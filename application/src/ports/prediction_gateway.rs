//! Prediction gateway port
//!
//! Defines the interface for talking to the remote prediction service.

use async_trait::async_trait;
use breath_domain::{PredictRequest, PredictionReport, ServiceHealth};
use thiserror::Error;

/// Message used when the service fails without saying why
pub const GENERIC_FAILURE: &str = "Failed to fetch";

/// Errors that can occur during gateway operations
#[derive(Error, Debug)]
pub enum GatewayError {
    /// Non-2xx answer; `message` is the server's `error` field when present
    #[error("{message}")]
    Api { status: u16, message: String },

    #[error("Connection error: {0}")]
    Connection(String),

    #[error("Invalid response: {0}")]
    Decode(String),

    #[error("Request timed out")]
    Timeout,
}

impl GatewayError {
    /// Build an API error from an optional server message
    pub fn api(status: u16, message: Option<String>) -> Self {
        GatewayError::Api {
            status,
            message: message
                .filter(|m| !m.trim().is_empty())
                .unwrap_or_else(|| GENERIC_FAILURE.to_string()),
        }
    }

    /// HTTP status, when the service answered at all
    pub fn status(&self) -> Option<u16> {
        match self {
            GatewayError::Api { status, .. } => Some(*status),
            _ => None,
        }
    }

    /// True when the service could not be reached
    pub fn is_unreachable(&self) -> bool {
        matches!(self, GatewayError::Connection(_) | GatewayError::Timeout)
    }
}

/// Gateway to the prediction service
///
/// This port defines how the application layer reaches the service.
/// Implementations (adapters) live in the infrastructure layer.
#[async_trait]
pub trait PredictionGateway: Send + Sync {
    /// `POST /predict`
    async fn predict(&self, request: &PredictRequest) -> Result<PredictionReport, GatewayError>;

    /// `GET /health`
    async fn health(&self) -> Result<ServiceHealth, GatewayError>;

    /// Base URL requests are sent to, for messages
    fn base_url(&self) -> &str;
}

### What the task asks
Using the exact wording, repeat all the entries.

### Problem solution
filename application/src/ports/prediction_gateway.rs
//! Prediction gateway port
//!
//! Defines the interface for talking to the remote prediction service.

use async_trait::async_trait;
use breath_domain::{PredictRequest, PredictionReport, ServiceHealth};
use thiserror::Error;

/// Message used when the service fails without saying why
pub const GENERIC_FAILURE: &str = "Failed to fetch";

/// Errors that can occur during gateway operations
#[derive(Error, Debug)]
pub enum GatewayError {
    /// Non-2xx answer; `message` is the server's `error` field when present
    #[error("{message}")]
    Api { status: u16, message: String },

    #[error("Connection error: {0}")]
    Connection(String),

    #[error("Invalid response: {0}")]
    Decode(String),

    #[error("Request timed out")]
    Timeout,
}

impl GatewayError {
    /// Build an API error from an optional server message
    pub fn api(status: u16, message: Option<String>) -> Self {
        GatewayError::Api {
            status,
            message: message
                .filter(|m| !m.trim().is_empty())
                .unwrap_or_else(|| GENERIC_FAILURE.to_string()),
        }
    }

    /// HTTP status, when the service answered at all
    pub fn status(&self) -> Option<u16> {
        match self {
            GatewayError::Api { status, .. } => Some(*status),
            _ => None,
        }
    }

    /// True when the service could not be reached
    pub fn is_unreachable(&self) -> bool {
        matches!(self, GatewayError::Connection(_) | GatewayError::Timeout)
    }
}

/// Gateway to the prediction service
///
/// This port defines how the application layer reaches the service.
/// Implementations (adapters) live in the infrastructure layer.
#[async_trait]
pub trait PredictionGateway: Send + Sync {
    /// `POST /predict`
    async fn predict(&self, request: &PredictRequest) -> Result<PredictionReport, GatewayError>;

    /// `GET /health`
    async fn health(&self) -> Result<ServiceHealth, GatewayError>;

    /// Base URL requests are sent to, for messages
    fn base_url(&self) -> &str;
}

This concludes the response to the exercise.